[Records from a collection]
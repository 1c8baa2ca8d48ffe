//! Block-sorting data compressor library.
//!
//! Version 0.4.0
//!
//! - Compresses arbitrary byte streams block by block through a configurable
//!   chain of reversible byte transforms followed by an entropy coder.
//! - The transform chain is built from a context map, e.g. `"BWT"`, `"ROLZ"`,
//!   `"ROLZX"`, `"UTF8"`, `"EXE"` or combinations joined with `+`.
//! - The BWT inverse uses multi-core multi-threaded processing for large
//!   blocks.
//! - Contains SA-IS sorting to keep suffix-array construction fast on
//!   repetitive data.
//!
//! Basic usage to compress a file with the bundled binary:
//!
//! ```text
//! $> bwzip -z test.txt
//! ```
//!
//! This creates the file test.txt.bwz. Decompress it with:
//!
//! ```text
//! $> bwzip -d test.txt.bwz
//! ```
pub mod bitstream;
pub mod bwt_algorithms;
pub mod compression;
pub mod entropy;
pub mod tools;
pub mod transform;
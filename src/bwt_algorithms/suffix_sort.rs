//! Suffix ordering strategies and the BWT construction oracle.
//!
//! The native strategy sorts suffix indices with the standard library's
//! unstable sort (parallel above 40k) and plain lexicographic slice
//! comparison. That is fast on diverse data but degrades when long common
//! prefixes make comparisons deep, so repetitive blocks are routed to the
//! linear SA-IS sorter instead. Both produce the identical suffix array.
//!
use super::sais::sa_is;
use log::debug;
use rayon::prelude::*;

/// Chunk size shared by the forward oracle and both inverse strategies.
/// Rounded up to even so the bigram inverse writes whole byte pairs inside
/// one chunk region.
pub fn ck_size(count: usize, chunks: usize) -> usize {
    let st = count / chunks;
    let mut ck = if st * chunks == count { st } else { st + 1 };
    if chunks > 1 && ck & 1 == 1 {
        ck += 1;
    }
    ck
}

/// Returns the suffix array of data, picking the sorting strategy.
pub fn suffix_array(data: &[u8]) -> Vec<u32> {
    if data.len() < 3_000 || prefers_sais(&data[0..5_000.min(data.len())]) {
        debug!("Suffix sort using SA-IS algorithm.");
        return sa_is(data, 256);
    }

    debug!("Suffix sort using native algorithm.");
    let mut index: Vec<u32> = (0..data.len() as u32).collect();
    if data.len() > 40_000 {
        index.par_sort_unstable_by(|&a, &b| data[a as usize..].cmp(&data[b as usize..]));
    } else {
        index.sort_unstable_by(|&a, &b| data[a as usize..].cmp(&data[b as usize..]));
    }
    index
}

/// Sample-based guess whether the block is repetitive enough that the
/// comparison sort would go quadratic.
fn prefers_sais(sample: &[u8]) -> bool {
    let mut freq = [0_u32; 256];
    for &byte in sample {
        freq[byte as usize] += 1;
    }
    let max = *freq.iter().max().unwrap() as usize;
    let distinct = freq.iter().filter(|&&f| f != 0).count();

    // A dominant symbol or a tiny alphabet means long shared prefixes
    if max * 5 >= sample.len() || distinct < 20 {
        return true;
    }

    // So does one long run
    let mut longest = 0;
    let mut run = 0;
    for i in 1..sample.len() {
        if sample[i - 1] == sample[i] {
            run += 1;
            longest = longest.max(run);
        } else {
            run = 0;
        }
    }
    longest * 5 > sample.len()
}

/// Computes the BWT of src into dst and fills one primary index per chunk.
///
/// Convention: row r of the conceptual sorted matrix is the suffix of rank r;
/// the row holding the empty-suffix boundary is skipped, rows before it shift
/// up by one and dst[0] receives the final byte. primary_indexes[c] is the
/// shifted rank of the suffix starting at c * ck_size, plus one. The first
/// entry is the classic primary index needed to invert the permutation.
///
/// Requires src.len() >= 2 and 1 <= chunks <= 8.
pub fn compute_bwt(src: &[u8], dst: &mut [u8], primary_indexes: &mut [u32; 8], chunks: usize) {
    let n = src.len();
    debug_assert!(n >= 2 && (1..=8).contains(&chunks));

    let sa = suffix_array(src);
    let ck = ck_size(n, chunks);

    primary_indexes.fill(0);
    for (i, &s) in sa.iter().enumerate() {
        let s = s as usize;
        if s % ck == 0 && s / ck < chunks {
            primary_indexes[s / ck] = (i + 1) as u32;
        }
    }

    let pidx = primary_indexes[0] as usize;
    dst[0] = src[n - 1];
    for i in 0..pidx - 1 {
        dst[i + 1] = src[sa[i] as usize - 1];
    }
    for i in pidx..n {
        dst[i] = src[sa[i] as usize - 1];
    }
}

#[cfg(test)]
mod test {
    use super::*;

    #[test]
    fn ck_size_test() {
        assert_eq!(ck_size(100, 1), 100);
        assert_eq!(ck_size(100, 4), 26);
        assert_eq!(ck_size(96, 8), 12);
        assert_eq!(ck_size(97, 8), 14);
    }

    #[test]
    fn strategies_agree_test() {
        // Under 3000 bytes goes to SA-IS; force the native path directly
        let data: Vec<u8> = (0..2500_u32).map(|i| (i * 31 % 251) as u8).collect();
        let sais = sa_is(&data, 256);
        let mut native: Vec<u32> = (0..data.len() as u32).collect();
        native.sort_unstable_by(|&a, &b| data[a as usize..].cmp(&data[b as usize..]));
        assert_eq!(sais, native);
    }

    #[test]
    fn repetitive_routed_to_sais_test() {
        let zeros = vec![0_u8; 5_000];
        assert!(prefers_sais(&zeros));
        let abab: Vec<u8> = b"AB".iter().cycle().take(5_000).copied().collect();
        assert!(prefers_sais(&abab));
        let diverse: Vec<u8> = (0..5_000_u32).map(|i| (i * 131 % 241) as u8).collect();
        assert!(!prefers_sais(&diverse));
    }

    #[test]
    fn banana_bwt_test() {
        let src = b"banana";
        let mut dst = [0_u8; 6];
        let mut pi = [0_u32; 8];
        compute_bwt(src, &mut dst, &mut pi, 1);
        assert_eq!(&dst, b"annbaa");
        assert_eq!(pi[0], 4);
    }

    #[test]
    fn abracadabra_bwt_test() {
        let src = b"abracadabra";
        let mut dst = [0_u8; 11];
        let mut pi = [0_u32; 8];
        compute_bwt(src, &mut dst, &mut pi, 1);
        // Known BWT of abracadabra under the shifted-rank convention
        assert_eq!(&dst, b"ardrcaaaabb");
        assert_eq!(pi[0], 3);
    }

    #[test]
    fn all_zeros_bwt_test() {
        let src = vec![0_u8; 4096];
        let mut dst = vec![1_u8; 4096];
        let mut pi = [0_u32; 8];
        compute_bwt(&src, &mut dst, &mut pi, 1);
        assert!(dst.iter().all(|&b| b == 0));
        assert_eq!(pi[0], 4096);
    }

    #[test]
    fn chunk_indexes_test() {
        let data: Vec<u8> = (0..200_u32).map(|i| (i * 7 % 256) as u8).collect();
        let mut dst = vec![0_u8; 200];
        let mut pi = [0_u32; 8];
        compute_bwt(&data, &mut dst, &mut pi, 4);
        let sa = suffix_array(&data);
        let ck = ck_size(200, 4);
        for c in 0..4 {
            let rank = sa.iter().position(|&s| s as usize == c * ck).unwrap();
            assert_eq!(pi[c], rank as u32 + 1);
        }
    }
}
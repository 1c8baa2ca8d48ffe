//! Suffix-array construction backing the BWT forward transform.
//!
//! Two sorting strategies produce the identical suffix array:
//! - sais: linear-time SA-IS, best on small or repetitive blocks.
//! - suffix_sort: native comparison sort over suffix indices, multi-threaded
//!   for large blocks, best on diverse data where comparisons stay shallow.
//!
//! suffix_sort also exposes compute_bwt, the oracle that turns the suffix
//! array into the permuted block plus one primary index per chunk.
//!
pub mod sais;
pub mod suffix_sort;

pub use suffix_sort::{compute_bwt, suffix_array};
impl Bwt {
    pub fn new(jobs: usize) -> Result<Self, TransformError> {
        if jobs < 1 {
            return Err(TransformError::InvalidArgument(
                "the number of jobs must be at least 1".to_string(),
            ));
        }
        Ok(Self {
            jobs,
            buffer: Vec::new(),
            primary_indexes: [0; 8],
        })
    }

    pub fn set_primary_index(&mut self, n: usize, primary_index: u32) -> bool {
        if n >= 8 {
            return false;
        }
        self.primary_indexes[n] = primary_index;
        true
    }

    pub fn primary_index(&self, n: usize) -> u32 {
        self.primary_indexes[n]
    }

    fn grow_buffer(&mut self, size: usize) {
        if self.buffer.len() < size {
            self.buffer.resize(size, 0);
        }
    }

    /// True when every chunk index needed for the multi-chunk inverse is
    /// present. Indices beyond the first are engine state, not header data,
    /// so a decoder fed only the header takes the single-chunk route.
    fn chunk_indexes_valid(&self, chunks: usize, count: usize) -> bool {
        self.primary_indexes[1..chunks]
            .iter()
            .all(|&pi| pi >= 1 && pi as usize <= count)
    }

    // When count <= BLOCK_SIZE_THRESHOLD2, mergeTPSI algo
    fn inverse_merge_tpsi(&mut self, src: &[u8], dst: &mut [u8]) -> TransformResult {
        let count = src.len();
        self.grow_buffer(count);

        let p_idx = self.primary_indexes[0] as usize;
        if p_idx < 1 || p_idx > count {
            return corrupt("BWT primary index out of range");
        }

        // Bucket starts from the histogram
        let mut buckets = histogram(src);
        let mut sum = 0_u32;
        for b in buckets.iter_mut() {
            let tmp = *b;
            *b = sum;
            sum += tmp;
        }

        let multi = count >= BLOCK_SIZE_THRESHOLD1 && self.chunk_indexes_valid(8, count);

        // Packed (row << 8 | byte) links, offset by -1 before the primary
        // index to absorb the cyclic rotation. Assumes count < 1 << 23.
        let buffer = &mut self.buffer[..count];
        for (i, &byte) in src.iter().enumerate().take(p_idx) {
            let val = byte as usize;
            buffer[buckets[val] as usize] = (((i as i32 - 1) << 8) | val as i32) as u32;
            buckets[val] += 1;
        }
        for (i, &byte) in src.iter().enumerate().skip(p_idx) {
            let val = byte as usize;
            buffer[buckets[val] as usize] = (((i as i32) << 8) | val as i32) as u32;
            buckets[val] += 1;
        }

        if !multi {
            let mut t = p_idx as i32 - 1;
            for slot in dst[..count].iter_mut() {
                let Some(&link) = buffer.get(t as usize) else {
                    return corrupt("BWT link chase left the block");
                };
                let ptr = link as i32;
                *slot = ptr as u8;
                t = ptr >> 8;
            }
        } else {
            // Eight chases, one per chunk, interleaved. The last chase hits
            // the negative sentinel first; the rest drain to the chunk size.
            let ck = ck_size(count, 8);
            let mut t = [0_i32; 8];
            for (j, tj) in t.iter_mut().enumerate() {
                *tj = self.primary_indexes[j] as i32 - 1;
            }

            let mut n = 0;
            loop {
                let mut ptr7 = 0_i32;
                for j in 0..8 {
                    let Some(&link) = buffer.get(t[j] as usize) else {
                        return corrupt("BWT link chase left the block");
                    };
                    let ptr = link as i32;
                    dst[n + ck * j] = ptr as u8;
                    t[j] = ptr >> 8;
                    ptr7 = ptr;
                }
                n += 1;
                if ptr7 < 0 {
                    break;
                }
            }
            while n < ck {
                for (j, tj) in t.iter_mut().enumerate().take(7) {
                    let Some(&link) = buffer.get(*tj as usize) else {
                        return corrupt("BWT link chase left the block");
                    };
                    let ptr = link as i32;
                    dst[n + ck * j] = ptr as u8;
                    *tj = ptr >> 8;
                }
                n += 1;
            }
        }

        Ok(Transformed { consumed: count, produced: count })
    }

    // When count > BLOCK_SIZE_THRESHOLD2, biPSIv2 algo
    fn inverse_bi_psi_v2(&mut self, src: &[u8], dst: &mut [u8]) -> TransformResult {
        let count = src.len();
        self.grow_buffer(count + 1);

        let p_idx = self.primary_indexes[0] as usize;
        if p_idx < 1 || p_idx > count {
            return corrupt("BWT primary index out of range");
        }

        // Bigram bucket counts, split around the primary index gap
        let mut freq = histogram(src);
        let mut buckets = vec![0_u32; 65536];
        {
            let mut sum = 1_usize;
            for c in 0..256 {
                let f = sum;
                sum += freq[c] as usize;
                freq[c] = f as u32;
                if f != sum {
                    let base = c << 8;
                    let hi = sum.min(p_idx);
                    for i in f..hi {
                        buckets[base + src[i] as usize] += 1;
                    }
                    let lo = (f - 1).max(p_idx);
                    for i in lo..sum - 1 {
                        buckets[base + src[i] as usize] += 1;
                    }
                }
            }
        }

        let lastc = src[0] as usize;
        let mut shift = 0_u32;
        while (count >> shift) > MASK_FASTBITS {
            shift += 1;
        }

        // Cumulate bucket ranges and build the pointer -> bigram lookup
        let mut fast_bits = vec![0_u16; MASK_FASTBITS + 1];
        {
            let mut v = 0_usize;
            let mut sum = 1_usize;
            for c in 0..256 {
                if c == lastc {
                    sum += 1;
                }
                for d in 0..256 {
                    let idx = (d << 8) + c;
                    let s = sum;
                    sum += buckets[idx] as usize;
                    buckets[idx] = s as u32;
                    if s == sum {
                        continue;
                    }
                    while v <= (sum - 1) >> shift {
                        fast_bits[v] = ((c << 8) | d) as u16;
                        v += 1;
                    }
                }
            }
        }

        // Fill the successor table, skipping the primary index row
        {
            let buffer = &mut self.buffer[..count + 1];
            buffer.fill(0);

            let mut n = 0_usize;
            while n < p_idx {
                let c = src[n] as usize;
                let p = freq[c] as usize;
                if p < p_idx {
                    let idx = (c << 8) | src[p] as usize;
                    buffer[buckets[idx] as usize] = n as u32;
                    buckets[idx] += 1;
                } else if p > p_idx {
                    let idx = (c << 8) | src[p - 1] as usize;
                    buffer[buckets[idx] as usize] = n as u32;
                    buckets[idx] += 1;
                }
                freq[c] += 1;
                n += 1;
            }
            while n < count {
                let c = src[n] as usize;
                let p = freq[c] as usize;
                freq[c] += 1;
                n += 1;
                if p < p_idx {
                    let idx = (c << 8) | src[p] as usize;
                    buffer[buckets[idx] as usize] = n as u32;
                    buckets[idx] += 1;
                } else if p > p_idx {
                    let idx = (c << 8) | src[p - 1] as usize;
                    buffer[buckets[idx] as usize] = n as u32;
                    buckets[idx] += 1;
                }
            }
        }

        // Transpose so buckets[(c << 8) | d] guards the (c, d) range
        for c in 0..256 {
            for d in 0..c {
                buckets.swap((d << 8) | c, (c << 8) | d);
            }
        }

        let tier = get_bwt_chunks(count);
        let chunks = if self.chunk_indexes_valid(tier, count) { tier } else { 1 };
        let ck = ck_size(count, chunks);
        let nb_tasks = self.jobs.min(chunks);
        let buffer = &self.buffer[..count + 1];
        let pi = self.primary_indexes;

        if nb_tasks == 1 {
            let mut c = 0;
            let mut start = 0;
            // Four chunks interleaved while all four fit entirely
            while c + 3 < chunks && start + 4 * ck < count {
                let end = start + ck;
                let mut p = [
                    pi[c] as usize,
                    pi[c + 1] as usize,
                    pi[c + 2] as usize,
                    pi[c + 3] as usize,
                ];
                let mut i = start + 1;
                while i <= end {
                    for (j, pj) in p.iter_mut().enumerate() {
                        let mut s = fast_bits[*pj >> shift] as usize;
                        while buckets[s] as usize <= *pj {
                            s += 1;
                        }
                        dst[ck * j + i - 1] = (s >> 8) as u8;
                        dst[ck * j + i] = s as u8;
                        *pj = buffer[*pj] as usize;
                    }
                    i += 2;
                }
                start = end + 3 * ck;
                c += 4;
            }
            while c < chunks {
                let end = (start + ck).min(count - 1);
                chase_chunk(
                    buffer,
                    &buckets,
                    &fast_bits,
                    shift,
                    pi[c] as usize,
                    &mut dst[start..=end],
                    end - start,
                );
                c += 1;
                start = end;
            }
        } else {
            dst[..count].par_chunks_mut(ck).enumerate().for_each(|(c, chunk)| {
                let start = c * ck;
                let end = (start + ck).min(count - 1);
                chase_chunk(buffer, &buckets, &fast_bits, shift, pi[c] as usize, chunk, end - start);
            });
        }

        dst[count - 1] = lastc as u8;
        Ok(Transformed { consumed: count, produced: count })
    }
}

▶ What is being asked
If a line of the data contains "oracle", it counts; report the number of such lines and nothing else.

▶ Response area
3